Adam Cross, Keith Bradby, and James Aronson describe and discuss some of the 120+ Indigenous Peoples-led programs in Australia that are setting a benchmark for the sustainable and ecologically-responsible management of the nation’s unique natural landscapes.

In the 233 years since 1788, when European colonisation of Australia began, catastrophic environmental and social cost has been endured by Aboriginal and Torres Strait Islander communities. During the same period, the ancient continent’s megadiverse native ecosystems have been transformed or replaced at almost incomprehensible scale and speed. Much of the natural landscape has been dramatically and tragically altered by activities such as the agricultural and livestock husbandry practices imported by the new settlers, rampant deforestation, mining, and urban development, as well as poor fire management coupled with weed, animal and disease invasion. For example, in Western Australia, agricultural expansion by Europeans led to 97% of native vegetation to date being cleared from much of the 155,000 km2 (60,000 mi2) Wheatbelt area surrounding Perth—a short-sighted endeavour that has altered regional climate and left vast areas desertified, unproductive, and acutely affected by dryland salinity. What’s more, this industrial-scale exploitation, transformation, and degradation of natural ecosystems has not only caused great loss of biodiversity and ecological functioning, but also damage to human health and well-being—with the costs being borne disproportionately by Aboriginal and Torres Strait Islander communities. Yet, tragically, it is these First Nations peoples of Australia who are the custodians of an ancient multi-millennial cultural understanding that people are a part of nature and that the health of Country (vernacular in Australia for the natural or native landscapes) and its people are intrinsically intertwined.

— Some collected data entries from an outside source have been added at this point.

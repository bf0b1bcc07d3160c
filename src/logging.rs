//! Logging setup
//!
//! Installs a tracing subscriber that appends to the log file under the base
//! directory. Nothing is written to stdout, which keeps the TUI clean.

use std::fs::OpenOptions;

use tracing::info;
use tracing_subscriber::EnvFilter;

use crate::config::paths::BudgetPaths;
use crate::error::{BudgetError, BudgetResult};

/// Initialize file logging. `RUST_LOG` overrides the default level.
pub fn init_logging(paths: &BudgetPaths, verbose: bool) -> BudgetResult<()> {
    paths.ensure_directories()?;

    let log_path = paths.log_file();
    let log_file = OpenOptions::new()
        .create(true)
        .append(true)
        .open(&log_path)
        .map_err(|e| BudgetError::Io(format!("Failed to open log file: {}", e)))?;

    let level = if verbose {
        tracing::Level::DEBUG
    } else {
        tracing::Level::INFO
    };

    tracing_subscriber::fmt()
        .with_writer(log_file)
        .with_ansi(false)
        .with_env_filter(EnvFilter::from_default_env().add_directive(level.into()))
        .try_init()
        .map_err(|e| BudgetError::Config(format!("Failed to initialize logging: {}", e)))?;

    info!(path = %log_path.display(), verbose, "logging initialized");
    Ok(())
}
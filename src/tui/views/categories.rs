//! Category list view
//!
//! One row per category with its amount and a bar colored by severity.

use ratatui::{
    layout::Rect,
    style::{Color, Modifier, Style},
    text::{Line, Span},
    widgets::{Block, Borders, List, ListItem, ListState, Paragraph},
    Frame,
};

use crate::display::{format_bar, format_percent, truncate};
use crate::models::format_amount;
use crate::services::{Severity, ViewModel};

const NAME_WIDTH: usize = 20;
const BAR_WIDTH: usize = 20;

/// Color for a category's severity
pub fn severity_color(severity: Severity) -> Color {
    match severity {
        Severity::Normal => Color::Green,
        Severity::Warning => Color::Yellow,
        Severity::Danger => Color::Red,
    }
}

/// Render the category list
pub fn render(frame: &mut Frame, vm: &ViewModel, symbol: &str, selected: usize, area: Rect) {
    let block = Block::default()
        .title(" Expenses ")
        .title_style(Style::default().fg(Color::Cyan).add_modifier(Modifier::BOLD))
        .borders(Borders::ALL);

    if vm.categories.is_empty() {
        let empty = Paragraph::new(vec![
            Line::from(Span::styled(
                "No expenses yet",
                Style::default().add_modifier(Modifier::BOLD),
            )),
            Line::from("Start tracking by adding a category with 'a'"),
        ])
        .block(block);
        frame.render_widget(empty, area);
        return;
    }

    let items: Vec<ListItem> = vm
        .categories
        .iter()
        .map(|category| {
            let color = severity_color(category.severity);
            ListItem::new(Line::from(vec![
                Span::raw(format!(
                    "{:<width$} ",
                    truncate(&category.name, NAME_WIDTH),
                    width = NAME_WIDTH
                )),
                Span::styled(
                    format!("{:>12} ", format_amount(category.amount, symbol)),
                    Style::default().fg(Color::White),
                ),
                Span::styled(format_bar(category.percent, BAR_WIDTH), Style::default().fg(color)),
                Span::styled(
                    format!(" {:>7}", format_percent(category.percent)),
                    Style::default().fg(color),
                ),
            ]))
        })
        .collect();

    let list = List::new(items)
        .block(block)
        .highlight_style(Style::default().bg(Color::DarkGray).add_modifier(Modifier::BOLD))
        .highlight_symbol("> ");

    let mut state = ListState::default().with_selected(Some(selected));
    frame.render_stateful_widget(list, area, &mut state);
}
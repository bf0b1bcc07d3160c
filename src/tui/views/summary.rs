//! Summary and ring views

use ratatui::{
    layout::Rect,
    style::{Color, Modifier, Style},
    text::{Line, Span},
    widgets::{Block, Borders, Gauge, Paragraph},
    Frame,
};

use crate::display::format_percent;
use crate::models::format_amount;
use crate::services::ViewModel;

/// Render the income / expenses / remaining block
pub fn render(frame: &mut Frame, vm: &ViewModel, symbol: &str, area: Rect) {
    let remaining_color = if vm.remaining < 0.0 {
        Color::Red
    } else {
        Color::Green
    };

    let row = |label: &'static str, value: String, color: Color| {
        Line::from(vec![
            Span::styled(format!("{:<11}", label), Style::default().fg(Color::White)),
            Span::styled(value, Style::default().fg(color).add_modifier(Modifier::BOLD)),
        ])
    };

    let lines = vec![
        row("Income", format_amount(vm.income, symbol), Color::Cyan),
        row("Expenses", format_amount(vm.total_expenses, symbol), Color::Yellow),
        row("Remaining", format_amount(vm.remaining, symbol), remaining_color),
        row("Used", format_percent(vm.overall_percent), Color::White),
    ];

    let block = Block::default()
        .title(" Budget ")
        .title_style(Style::default().fg(Color::Cyan).add_modifier(Modifier::BOLD))
        .borders(Borders::ALL);

    frame.render_widget(Paragraph::new(lines).block(block), area);
}

/// Render the progress ring as a gauge
pub fn render_ring(frame: &mut Frame, vm: &ViewModel, area: Rect) {
    let color = if vm.ring_percent >= 100.0 {
        Color::Red
    } else {
        Color::Green
    };

    let gauge = Gauge::default()
        .block(Block::default().title(" Usage ").borders(Borders::ALL))
        .gauge_style(Style::default().fg(color).bg(Color::Black))
        .ratio(vm.ring_percent / 100.0)
        .label(format_percent(vm.ring_percent));

    frame.render_widget(gauge, area);
}
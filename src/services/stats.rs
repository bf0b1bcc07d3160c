//! Derived statistics
//!
//! Pure computations over a [`BudgetState`]. Nothing here mutates state or
//! knows how the numbers are painted.

use crate::models::{BudgetState, CategoryId};

/// Percent above which a category is shown as a warning
pub const WARNING_THRESHOLD: f64 = 50.0;

/// Percent above which a category is shown as danger
pub const DANGER_THRESHOLD: f64 = 75.0;

/// Visual classification of a category's share of income
#[derive(Debug, Clone, Copy, PartialEq, Eq)]
pub enum Severity {
    Normal,
    Warning,
    Danger,
}

impl Severity {
    /// Classify a percent-of-income value. Exactly 50% is still normal.
    pub fn classify(percent: f64) -> Self {
        if percent > DANGER_THRESHOLD {
            Self::Danger
        } else if percent > WARNING_THRESHOLD {
            Self::Warning
        } else {
            Self::Normal
        }
    }
}

/// A category as shown to the user
#[derive(Debug, Clone, PartialEq)]
pub struct CategoryView {
    pub id: CategoryId,
    pub name: String,
    pub amount: f64,
    /// Share of income, unclamped
    pub percent: f64,
    pub severity: Severity,
}

/// Everything a render surface needs to paint the budget
#[derive(Debug, Clone, PartialEq)]
pub struct ViewModel {
    pub income: f64,
    pub total_expenses: f64,
    /// Income minus expenses; negative when overspent
    pub remaining: f64,
    /// Expenses as a percent of income, unclamped
    pub overall_percent: f64,
    /// Value shown on the progress ring, always within 0..=100
    pub ring_percent: f64,
    pub categories: Vec<CategoryView>,
}

impl ViewModel {
    /// Replace the ring value, clamping it into range
    pub fn with_ring(mut self, ring_percent: f64) -> Self {
        self.ring_percent = clamp_percent(ring_percent);
        self
    }
}

/// Derive the view model for a state. The ring starts at 0; see
/// [`ring_percent`] for the value a recompute produces.
pub fn derive_stats(state: &BudgetState) -> ViewModel {
    let income = state.income;
    let total_expenses = state.total_expenses();

    let categories = state
        .categories
        .iter()
        .map(|category| {
            let percent = percent_of(category.amount, income);
            CategoryView {
                id: category.id,
                name: category.name.clone(),
                amount: category.amount,
                percent,
                severity: Severity::classify(percent),
            }
        })
        .collect();

    ViewModel {
        income,
        total_expenses,
        remaining: income - total_expenses,
        overall_percent: percent_of(total_expenses, income),
        ring_percent: 0.0,
        categories,
    }
}

/// Ring value for a state, or `None` when there is no income to measure against
pub fn ring_percent(state: &BudgetState) -> Option<f64> {
    if state.income <= 0.0 {
        return None;
    }
    Some(clamp_percent(state.total_expenses() / state.income * 100.0))
}

fn percent_of(amount: f64, income: f64) -> f64 {
    if income > 0.0 {
        amount / income * 100.0
    } else {
        0.0
    }
}

fn clamp_percent(percent: f64) -> f64 {
    if percent.is_nan() {
        return 0.0;
    }
    percent.clamp(0.0, 100.0)
}
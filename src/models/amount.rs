//! Parsing and formatting of user-entered amounts
//!
//! Input is read the way a lenient float parser reads it: surrounding
//! whitespace is ignored and the longest numeric prefix wins, so `"12.5abc"`
//! is 12.5 while `"abc"` is not a number.

use crate::error::{BudgetError, BudgetResult};

/// Parse the longest numeric prefix of `raw`.
///
/// Accepts an optional sign, an optional `$`, digits with at most one decimal
/// point and an optional exponent. Returns `None` when no digits are found or
/// the value is not finite.
pub fn parse_number(raw: &str) -> Option<f64> {
    let s = raw.trim_start();
    let bytes = s.as_bytes();
    let mut number = String::with_capacity(s.len());
    let mut i = 0;

    if let Some(&sign @ (b'+' | b'-')) = bytes.first() {
        number.push(sign as char);
        i += 1;
    }
    if bytes.get(i) == Some(&b'$') {
        i += 1;
    }

    let mut digits = 0;
    let mut seen_point = false;
    while let Some(&b) = bytes.get(i) {
        match b {
            b'0'..=b'9' => digits += 1,
            b'.' if !seen_point => seen_point = true,
            _ => break,
        }
        number.push(b as char);
        i += 1;
    }
    if digits == 0 {
        return None;
    }

    // Exponent only counts when at least one digit follows it
    if let Some(b'e' | b'E') = bytes.get(i) {
        let mut j = i + 1;
        if let Some(b'+' | b'-') = bytes.get(j) {
            j += 1;
        }
        let exp_start = j;
        while bytes.get(j).is_some_and(u8::is_ascii_digit) {
            j += 1;
        }
        if j > exp_start {
            number.push_str(&s[i..j]);
        }
    }

    number.parse::<f64>().ok().filter(|v| v.is_finite())
}

/// Parse an income figure; anything that isn't a positive number is rejected
pub fn parse_income(raw: &str) -> BudgetResult<f64> {
    match parse_number(raw) {
        Some(value) if value > 0.0 => Ok(value),
        _ => Err(BudgetError::InvalidInput(
            "Please enter a valid income amount".into(),
        )),
    }
}

/// Parse a category amount, coercing anything unusable to 0
pub fn parse_amount(raw: &str) -> f64 {
    parse_number(raw).filter(|v| *v >= 0.0).unwrap_or(0.0)
}

/// Format an amount with a currency symbol and two decimals
pub fn format_amount(amount: f64, symbol: &str) -> String {
    if amount < 0.0 {
        format!("-{}{:.2}", symbol, -amount)
    } else {
        format!("{}{:.2}", symbol, amount)
    }
}

#[cfg(test)]
mod tests {
    use super::*;

    #[test]
    fn test_parse_plain_numbers() {
        assert_eq!(parse_number("1000"), Some(1000.0));
        assert_eq!(parse_number("  12.50 "), Some(12.5));
        assert_eq!(parse_number("-5"), Some(-5.0));
        assert_eq!(parse_number(".5"), Some(0.5));
        assert_eq!(parse_number("$300"), Some(300.0));
    }

    #[test]
    fn test_parse_numeric_prefix() {
        assert_eq!(parse_number("12.5abc"), Some(12.5));
        assert_eq!(parse_number("1.2.3"), Some(1.2));
        assert_eq!(parse_number("1e3"), Some(1000.0));
        assert_eq!(parse_number("2e"), Some(2.0));
        assert_eq!(parse_number("3E-1x"), Some(0.3));
    }

    #[test]
    fn test_parse_rejects_non_numbers() {
        assert_eq!(parse_number(""), None);
        assert_eq!(parse_number("abc"), None);
        assert_eq!(parse_number("."), None);
        assert_eq!(parse_number("-"), None);
        assert_eq!(parse_number("1e999"), None);
    }

    #[test]
    fn test_parse_income() {
        assert_eq!(parse_income("2500").unwrap(), 2500.0);
        assert!(parse_income("-5").is_err());
        assert!(parse_income("0").is_err());
        assert!(parse_income("lots").is_err());

        let err = parse_income("").unwrap_err();
        assert_eq!(err.to_string(), "Please enter a valid income amount");
    }

    #[test]
    fn test_parse_amount_coerces() {
        assert_eq!(parse_amount("150"), 150.0);
        assert_eq!(parse_amount("abc"), 0.0);
        assert_eq!(parse_amount(""), 0.0);
        assert_eq!(parse_amount("-20"), 0.0);
        assert_eq!(parse_amount("0"), 0.0);
    }

    #[test]
    fn test_format_amount() {
        assert_eq!(format_amount(1000.0, "$"), "$1000.00");
        assert_eq!(format_amount(0.0, "$"), "$0.00");
        assert_eq!(format_amount(-100.5, "$"), "-$100.50");
        assert_eq!(format_amount(12.346, "€"), "€12.35");
    }
}
//! Layout definitions for the TUI
//!
//! Stacks the summary, the usage ring, the category list and the input line
//! vertically.

use ratatui::layout::{Constraint, Direction, Layout, Rect};

/// Layout regions for the TUI
pub struct AppLayout {
    /// Income / expenses / remaining block
    pub summary: Rect,
    /// Progress ring gauge
    pub ring: Rect,
    /// Category list
    pub categories: Rect,
    /// Input line or key hints
    pub status_bar: Rect,
}

impl AppLayout {
    /// Calculate layout from available area
    pub fn new(area: Rect) -> Self {
        let chunks = Layout::default()
            .direction(Direction::Vertical)
            .constraints([
                Constraint::Length(6), // Summary
                Constraint::Length(3), // Ring
                Constraint::Min(3),    // Categories
                Constraint::Length(3), // Status bar
            ])
            .split(area);

        Self {
            summary: chunks[0],
            ring: chunks[1],
            categories: chunks[2],
            status_bar: chunks[3],
        }
    }
}

/// Create a fixed-size centered rect for dialogs
pub fn centered_rect_fixed(width: u16, height: u16, r: Rect) -> Rect {
    let x = r.x + (r.width.saturating_sub(width)) / 2;
    let y = r.y + (r.height.saturating_sub(height)) / 2;
    Rect::new(x, y, width.min(r.width), height.min(r.height))
}

#[cfg(test)]
mod tests {
    use super::*;

    #[test]
    fn test_layout_fills_area() {
        let area = Rect::new(0, 0, 80, 30);
        let layout = AppLayout::new(area);

        assert_eq!(layout.summary.height, 6);
        assert_eq!(layout.ring.height, 3);
        assert_eq!(layout.status_bar.height, 3);
        assert_eq!(layout.categories.height, 30 - 12);
    }

    #[test]
    fn test_centered_rect_fixed() {
        let area = Rect::new(0, 0, 100, 50);
        let centered = centered_rect_fixed(50, 10, area);
        assert_eq!(centered, Rect::new(25, 20, 50, 10));

        let small = centered_rect_fixed(50, 10, Rect::new(0, 0, 20, 5));
        assert_eq!(small.width, 20);
        assert_eq!(small.height, 5);
    }
}
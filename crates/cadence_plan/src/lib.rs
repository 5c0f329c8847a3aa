//! cadence planner
//!
//! Builds dependency graphs from step records and orders them: cycle
//! detection, topological ordering, pressure analysis and strategy-driven
//! schedule composition with plan timelines.

#![warn(missing_docs)]
#![warn(clippy::all)]

pub mod composer;
pub mod config;
pub mod cycle;
pub mod graph;
pub mod plan;
pub mod pressure;
pub mod strategy;
pub mod timeline;
pub mod topo;
pub mod validate;

pub use composer::{Schedule, ScheduleComposer, ScheduleRequest};
pub use config::{ComposerConfig, MAX_FRAME_INTERVAL_SECS};
pub use cycle::has_cycle;
pub use graph::{build_graph, DurationWeighting, Edge, EdgeWeight, EdgeWeighting, Graph, StepRecord};
pub use plan::{Plan, PlanState};
pub use pressure::{calculate_node_pressure, hot_nodes, DEFAULT_BASELINE};
pub use strategy::Strategy;
pub use timeline::{build_plan_timeline, build_plan_timeline_with, FrameStage, TimelineFrame};
pub use topo::{critical_path, order_by_dependencies, weighted_critical_path, WeightedPath};
pub use validate::{diagnose, GraphIssue};
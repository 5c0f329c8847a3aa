//! cadence runtime
//!
//! Typed stage chains and the executor that runs them: one stage at a time,
//! failures as values, a hash-linked audit trail per run, and a scenario
//! engine that runs a chain over a freshly composed plan.

#![warn(missing_docs)]
#![warn(clippy::all)]

pub mod audit;
pub mod chain;
pub mod config;
pub mod context;
pub mod engine;
pub mod executor;
pub mod logging;
pub mod monitor;
pub mod stage;

pub use audit::{
    AuditError, AuditTrail, ExecutionRecord, MemorySink, NullSink, RunReport, StageOutcome,
    TelemetrySink, TracingSink,
};
pub use chain::{Chain, ChainError};
pub use config::ExecutorConfig;
pub use context::PluginContext;
pub use engine::{EngineError, ScenarioEngine, ScenarioRun, ScenarioSource, StaticScenarioSource};
pub use executor::{ChainExecutor, ChainReport, ChainResult, ChainState};
pub use logging::init_logging;
pub use monitor::RunMetrics;
pub use stage::{FnStage, Stage, StageDefinition, StageFailure, StageResult};
//! Synthetic execution-window timelines.
//!
//! Frames are derived from plan identity and strategy name only. They carry
//! no execution telemetry.

use crate::config::ComposerConfig;
use crate::plan::Plan;
use crate::strategy::Strategy;
use chrono::{DateTime, Duration, Utc};
use serde::{Deserialize, Serialize};

/// What a window is for; alternates starting with `Schedule`
#[derive(Debug, Clone, Copy, PartialEq, Eq, Serialize, Deserialize)]
#[serde(rename_all = "snake_case")]
pub enum FrameStage {
    /// Even index
    Schedule,
    /// Odd index
    Execute,
}

/// One execution-window marker
#[derive(Debug, Clone, PartialEq, Eq, Serialize, Deserialize)]
pub struct TimelineFrame {
    /// Position in the timeline
    pub index: usize,
    /// Window start
    pub at: DateTime<Utc>,
    /// Window purpose
    pub stage: FrameStage,
    /// `planId:selected:queue:state:window:index:strategy=name`
    pub signature: String,
}

/// Build a timeline with default settings: `limit` frames at most, 60 seconds
/// apart, never fewer than 6
#[must_use]
pub fn build_plan_timeline(
    plan: &Plan,
    start_at: DateTime<Utc>,
    strategy: Strategy,
    limit: usize,
) -> Vec<TimelineFrame> {
    build_plan_timeline_with(&ComposerConfig::default(), plan, start_at, strategy, limit)
}

/// Build a timeline using the spacing and floor from `config`.
///
/// Frame count is `selected.len() + 1` clamped to `[min_frames, limit]`; the
/// floor wins when `limit` is below it. Frames stop early at the last
/// instant `DateTime<Utc>` can represent.
#[must_use]
pub fn build_plan_timeline_with(
    config: &ComposerConfig,
    plan: &Plan,
    start_at: DateTime<Utc>,
    strategy: Strategy,
    limit: usize,
) -> Vec<TimelineFrame> {
    let ceiling = limit.max(config.min_frames);
    let count = (plan.selected.len() + 1).clamp(config.min_frames, ceiling);
    let interval = Duration::try_seconds(config.frame_interval_secs);

    let mut frames = Vec::with_capacity(count);
    let mut at = start_at;
    for index in 0..count {
        let stage = if index % 2 == 0 {
            FrameStage::Schedule
        } else {
            FrameStage::Execute
        };
        frames.push(TimelineFrame {
            index,
            at,
            stage,
            signature: frame_signature(plan, index, strategy),
        });
        match interval.and_then(|step| at.checked_add_signed(step)) {
            Some(next) => at = next,
            None => break,
        }
    }
    frames
}

fn frame_signature(plan: &Plan, index: usize, strategy: Strategy) -> String {
    format!(
        "{}:{}:{}:{}:window:{}:strategy={}",
        plan.id,
        plan.selected.len(),
        plan.queue.len(),
        plan.state,
        index,
        strategy
    )
}

#[cfg(test)]
mod tests {
    use super::*;
    use crate::plan::PlanState;
    use cadence_core::{Hash, PlanId, ScenarioId, StepId};

    fn plan_with(steps: usize) -> Plan {
        let ids = (0..steps)
            .map(|i| StepId::new(format!("s{}", i)).unwrap())
            .collect();
        Plan::new(
            PlanId::from_digest(&Hash::compute(b"timeline")),
            ScenarioId::new("drill").unwrap(),
            ids,
            PlanState::Ready,
            DateTime::<Utc>::UNIX_EPOCH,
            "tests",
        )
    }

    #[test]
    fn test_floor_of_six_frames() {
        let frames = build_plan_timeline(&plan_with(1), DateTime::<Utc>::UNIX_EPOCH, Strategy::Fifo, 20);
        assert_eq!(frames.len(), 6);
    }

    #[test]
    fn test_step_count_plus_one() {
        let frames = build_plan_timeline(&plan_with(9), DateTime::<Utc>::UNIX_EPOCH, Strategy::Fifo, 20);
        assert_eq!(frames.len(), 10);
    }

    #[test]
    fn test_limit_caps_frames() {
        let frames = build_plan_timeline(&plan_with(40), DateTime::<Utc>::UNIX_EPOCH, Strategy::Fifo, 12);
        assert_eq!(frames.len(), 12);
    }

    #[test]
    fn test_floor_wins_over_small_limit() {
        let frames = build_plan_timeline(&plan_with(40), DateTime::<Utc>::UNIX_EPOCH, Strategy::Fifo, 2);
        assert_eq!(frames.len(), 6);
    }

    #[test]
    fn test_frames_spaced_and_alternating() {
        let start = DateTime::<Utc>::UNIX_EPOCH + Duration::hours(3);
        let frames = build_plan_timeline(&plan_with(7), start, Strategy::SlaAware, 20);
        assert_eq!(frames[0].at, start);
        for pair in frames.windows(2) {
            assert_eq!(pair[1].at - pair[0].at, Duration::seconds(60));
        }
        assert!(frames.iter().all(|f| (f.index % 2 == 0) == (f.stage == FrameStage::Schedule)));
    }

    #[test]
    fn test_signature_format() {
        let plan = plan_with(3);
        let frames = build_plan_timeline(&plan, DateTime::<Utc>::UNIX_EPOCH, Strategy::DependencyFirst, 20);
        assert_eq!(
            frames[4].signature,
            format!("{}:3:3:ready:window:4:strategy=dependency-first", plan.id)
        );
    }

    #[test]
    fn test_custom_spacing() {
        let config = ComposerConfig {
            frame_interval_secs: 5,
            min_frames: 2,
            ..ComposerConfig::default()
        };
        let frames = build_plan_timeline_with(
            &config,
            &plan_with(0),
            DateTime::<Utc>::UNIX_EPOCH,
            Strategy::Fifo,
            20,
        );
        assert_eq!(frames.len(), 2);
        assert_eq!(frames[1].at - frames[0].at, Duration::seconds(5));
    }

    #[test]
    fn test_frames_stop_at_representable_end() {
        let near_end = DateTime::<Utc>::MAX_UTC - Duration::seconds(150);
        let frames = build_plan_timeline(&plan_with(3), near_end, Strategy::Fifo, 20);
        assert_eq!(frames.len(), 3);
        assert_eq!(frames[2].at, near_end + Duration::seconds(120));

        let config = ComposerConfig {
            frame_interval_secs: i64::MAX,
            ..ComposerConfig::default()
        };
        let frames = build_plan_timeline_with(
            &config,
            &plan_with(3),
            DateTime::<Utc>::UNIX_EPOCH,
            Strategy::Fifo,
            20,
        );
        assert_eq!(frames.len(), 1);
    }
}
//! cadence core types
//!
//! Identifiers, errors, digests, versions and clocks shared by the planner
//! and the runtime. No I/O.

#![warn(missing_docs)]
#![warn(clippy::all)]

pub mod error;
pub mod hash;
pub mod id;
pub mod time;
pub mod version;

// Re-exports
pub use error::{CoreError, CoreResult};
pub use hash::{Hash, HashError};
pub use id::{PlanId, RequestId, RunId, ScenarioId, StageId, StepId, TenantId};
pub use time::{Clock, ManualClock, SystemClock};
pub use version::{Version, VersionError};
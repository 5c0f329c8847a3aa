//! Topological ordering.
//!
//! Ordering never fails: a cyclic graph yields its node list unchanged so
//! callers always get a deterministic order.

use crate::cycle::has_cycle;
use crate::graph::{Adjacency, Graph};
use cadence_core::StepId;
use serde::{Deserialize, Serialize};
use std::collections::VecDeque;
use tracing::{debug, warn};

/// Order nodes so that every prerequisite precedes its dependents.
///
/// Kahn's algorithm with a FIFO ready queue seeded in node order; successors
/// are released in edge insertion order. On a cyclic graph the node list is
/// returned as-is.
#[must_use]
pub fn order_by_dependencies(graph: &Graph) -> Vec<StepId> {
    if has_cycle(graph) {
        warn!(
            nodes = graph.node_count(),
            edges = graph.edge_count(),
            "dependency cycle detected; falling back to input order"
        );
        return graph.nodes().to_vec();
    }

    let adjacency = graph.adjacency();
    kahn_positions(graph.node_count(), &adjacency)
        .into_iter()
        .map(|i| graph.nodes()[i].clone())
        .collect()
}

/// Reverse of [`order_by_dependencies`]: dependents before prerequisites.
///
/// This is an ordering proxy, not a longest-path computation. See
/// [`weighted_critical_path`] for the weighted variant.
#[must_use]
pub fn critical_path(graph: &Graph) -> Vec<StepId> {
    let mut order = order_by_dependencies(graph);
    order.reverse();
    order
}

/// Kahn's algorithm over node positions. Positions never released by the
/// queue are appended in original order.
pub(crate) fn kahn_positions(node_count: usize, adjacency: &Adjacency) -> Vec<usize> {
    let mut in_degree = adjacency.in_degree.clone();
    let mut emitted = vec![false; node_count];
    let mut order = Vec::with_capacity(node_count);

    let mut ready: VecDeque<usize> = (0..node_count).filter(|&i| in_degree[i] == 0).collect();

    while let Some(node) = ready.pop_front() {
        emitted[node] = true;
        order.push(node);
        for &succ in &adjacency.successors[node] {
            in_degree[succ] -= 1;
            if in_degree[succ] == 0 {
                ready.push_back(succ);
            }
        }
    }

    if order.len() < node_count {
        debug!(
            stranded = node_count - order.len(),
            "appending nodes not released by the ready queue"
        );
        order.extend((0..node_count).filter(|&i| !emitted[i]));
    }

    order
}

/// The heaviest dependency path by summed edge weight
#[derive(Debug, Clone, PartialEq, Serialize, Deserialize)]
pub struct WeightedPath {
    /// Nodes from the first prerequisite to the last dependent
    pub nodes: Vec<StepId>,
    /// Sum of edge weights along the path
    pub total_weight: f64,
}

/// Longest path by edge `weight` over an acyclic graph.
///
/// Returns `None` for a cyclic or empty graph. Ties keep the path ending at
/// the node reached first in topological order.
#[must_use]
pub fn weighted_critical_path(graph: &Graph) -> Option<WeightedPath> {
    if graph.is_empty() || has_cycle(graph) {
        return None;
    }

    let adjacency = graph.adjacency();
    let order = kahn_positions(graph.node_count(), &adjacency);

    let mut distance = vec![0.0f64; graph.node_count()];
    let mut previous: Vec<Option<usize>> = vec![None; graph.node_count()];

    // Incoming edges per node, in insertion order
    let mut incoming: Vec<Vec<(usize, f64)>> = vec![Vec::new(); graph.node_count()];
    for resolved in &adjacency.resolved {
        let weight = graph.edges()[resolved.edge_index].weight;
        incoming[resolved.to].push((resolved.from, weight));
    }

    for &node in &order {
        for &(from, weight) in &incoming[node] {
            let candidate = distance[from] + weight;
            if previous[node].is_none() || candidate > distance[node] {
                distance[node] = candidate;
                previous[node] = Some(from);
            }
        }
    }

    let mut end = order[0];
    for &node in &order {
        if distance[node] > distance[end] {
            end = node;
        }
    }

    let mut path = vec![end];
    let mut cursor = end;
    while let Some(prev) = previous[cursor] {
        path.push(prev);
        cursor = prev;
    }
    path.reverse();

    Some(WeightedPath {
        nodes: path.into_iter().map(|i| graph.nodes()[i].clone()).collect(),
        total_weight: distance[end],
    })
}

Ecologist Jim Underwood and Nowanup Noongar Ranger Nigel Eades establishing camera traps to monitor wildlife movements on a property owned by Bush Heritage Australia. Photo: Nic Duncan.

In light of worldwide ecosystem degradation and decline, as well as increasing concern both in Australia and globally around the growing public costs of addressing mental and physical ill-health, there is growing awareness of the value and urgent need to link applied ecology and public health in recognition of the importance of healthy, biodiverse ecosystems to human society. 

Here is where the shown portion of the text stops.